ODOT emailed County staff stating they had lost faith in the project, and that the previously awarded grant money would need to be repaid.
Public records prove that the County was aware that they would not receive the required land use permits and would have to pay the money back.
My concerns were that if a Trail were built it would harm farm revenues. Trail advocates have had since 2012 to compute the cost to build and operate a Trail. Their latest answer to the question of costs continued to be-we don’t know.
Oregon’s strict land use laws are in place for citizens and government entities alike. The waste of tax dollars and the division this project has caused in our County could have been avoided if Yamhill County’s past – and current commissioners and staff had followed the law.

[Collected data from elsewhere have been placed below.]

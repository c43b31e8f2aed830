//! Journey progress derived from session state and the audit trail.

use serde::{Deserialize, Serialize};
use tempopilot_types::Operation;

use crate::{AuditTrail, SessionContext};

/// The next thing a user should do.
#[derive(Debug, Clone, Copy, PartialEq, Eq, Hash, Serialize, Deserialize)]
#[serde(rename_all = "snake_case")]
pub enum NextStep {
    SetWallet,
    CheckNetwork,
    SendFirstPayment,
    RunQuoteOrSwap,
    ReviewActivity,
}

impl std::fmt::Display for NextStep {
    fn fmt(&self, f: &mut std::fmt::Formatter<'_>) -> std::fmt::Result {
        match self {
            Self::SetWallet => write!(f, "Set wallet in Onboarding"),
            Self::CheckNetwork => write!(f, "Check network"),
            Self::SendFirstPayment => write!(f, "Send first payment"),
            Self::RunQuoteOrSwap => write!(f, "Run quote/swap"),
            Self::ReviewActivity => write!(f, "Open Activity for proof"),
        }
    }
}

/// Completed onboarding steps.
#[derive(Debug, Clone, Copy, PartialEq, Eq, Default, Serialize, Deserialize)]
pub struct JourneyProgress {
    pub wallet_set: bool,
    pub network_ready: bool,
    /// A payment succeeded (live or simulated).
    pub payment_sent: bool,
    /// A quote or swap succeeded.
    pub swap_tried: bool,
}

impl JourneyProgress {
    /// Evaluate against the retained audit trail. Steps whose entries were
    /// evicted read as not done.
    #[must_use]
    pub fn evaluate(session: &SessionContext, trail: &AuditTrail) -> Self {
        Self {
            wallet_set: session.caller().is_some(),
            network_ready: session.network_status.is_usable(),
            payment_sent: trail.has_succeeded(Operation::Payment),
            swap_tried: trail.has_succeeded(Operation::Quote)
                || trail.has_succeeded(Operation::Swap),
        }
    }

    /// Steps are taken in order; the first missing one is next.
    #[must_use]
    pub fn next_step(&self) -> NextStep {
        if !self.wallet_set {
            NextStep::SetWallet
        } else if !self.network_ready {
            NextStep::CheckNetwork
        } else if !self.payment_sent {
            NextStep::SendFirstPayment
        } else if !self.swap_tried {
            NextStep::RunQuoteOrSwap
        } else {
            NextStep::ReviewActivity
        }
    }

    #[must_use]
    pub fn is_complete(&self) -> bool {
        self.next_step() == NextStep::ReviewActivity
    }
}
//! # tempopilot-types
//!
//! Shared types, errors, and configuration for the **TempoPilot** settlement
//! engine.
//!
//! This crate is the leaf dependency of the workspace: every other crate
//! depends on it. It defines:
//!
//! - **Identifiers**: [`ParticipantId`], [`ExpenseId`], [`AssetId`], [`TxReference`]
//! - **Money**: minor-unit parsing/formatting and token unit conversion ([`money`])
//! - **Addresses**: [`Address`], [`is_address_like`], [`resolve_address`]
//! - **Memos**: [`Memo`] (32-byte on-chain memo encoding)
//! - **Group model**: [`Participant`], [`Expense`]
//! - **Settlement model**: [`Transfer`], [`SettlementLeg`]
//! - **Quote model**: [`Quote`]
//! - **Audit model**: [`AuditEntry`], [`Severity`], [`Operation`], [`AuditMeta`]
//! - **Configuration**: [`SessionConfig`], [`SwapDefaults`]
//! - **Errors**: [`TempoPilotError`] with `TP_ERR_` prefix codes
//! - **Constants**: system-wide limits and defaults

pub mod address;
pub mod audit;
pub mod config;
pub mod constants;
pub mod error;
pub mod expense;
pub mod ids;
pub mod memo;
pub mod money;
pub mod participant;
pub mod quote;
pub mod transfer;

// Re-export primary types at crate root for ergonomic imports:
//   use tempopilot_types::{Participant, Expense, Transfer, Quote, ...};

pub use address::*;
pub use audit::*;
pub use config::*;
pub use error::*;
pub use expense::*;
pub use ids::*;
pub use memo::*;
pub use participant::*;
pub use quote::*;
pub use transfer::*;

pub use money::MinorUnits;

// Constants are accessed via `tempopilot_types::constants::FOO` and money
// helpers via `tempopilot_types::money::to_minor_units` (not re-exported to
// keep call sites explicit).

In addition, the corridor in question has also been proposed for a commuter rail (Light Rail) which would be an expensive, under-utilized public safety nightmare for our farmers and County residents in general.
What will you do to improve transportation in our county?
While funding for major transportation projects for Yamhill County is expected to remain limited, we can continue to leverage State and Federal resources to address the priority projects we’ve identified. The County has used a collaborative process to determine those projects most important to the various communities that make up our County. One priority is the Newberg-Dundee Bypass, which has progressed through decades of regulatory and financial hurdles. I remain committed to working toward completion of the Bypass which has been a priority throughout my two terms as it has been by those who’ve championed the project for 4 decades.
In addition to the Bypass, I will support projects to improve Safety along OR 18 and OR 99W, such as increased Sheriff patrols to address driver safety.
As a member of the Oregon Distracted Driving Task Force, I worked with a stakeholder group to craft a State-wide campaign to address texting while driving and driving under the influence. Our Sheriff’s Office utilized a grant to focus on these safety concerns which were especially concerning since segments of Yamhill County roadways have had crash rates of 200% or more of the statewide
I will continue to support and work closely with stake holders for improved bus Transit through the Yamhill County Transit Area (YCTA) system to implement the State Transportation Improvement Fund (STIF) I have supported. Currently, the expanded Transit service we’ve implemented includes fixed
routes and Dial -a-Ride. We currently operate local routes in McMinnville and Newberg, and four commuter routes to Hillsboro, Tigard, West Salem, and Grand Ronde. (ADA Paratransit Rides are available in specific areas). The purchase of new busses includes 5 midsize and 1 large bus. I will advocate for additional service enhancements such as earlier and later service and for expanded capacity for Dial-A-Ride to address the needs of our disabled and senior riders.
We’ve added additional bus shelters; including a new shelter I was excited to help secure for a Newberg church providing free meals. I was involved in the final stage and dedication of the County Transit Center in McMinnville and will support the building of a new Transit Center to accommodate Dispatch, Administration, Service, and expanded parking.
I look forward to continuing to serve our County.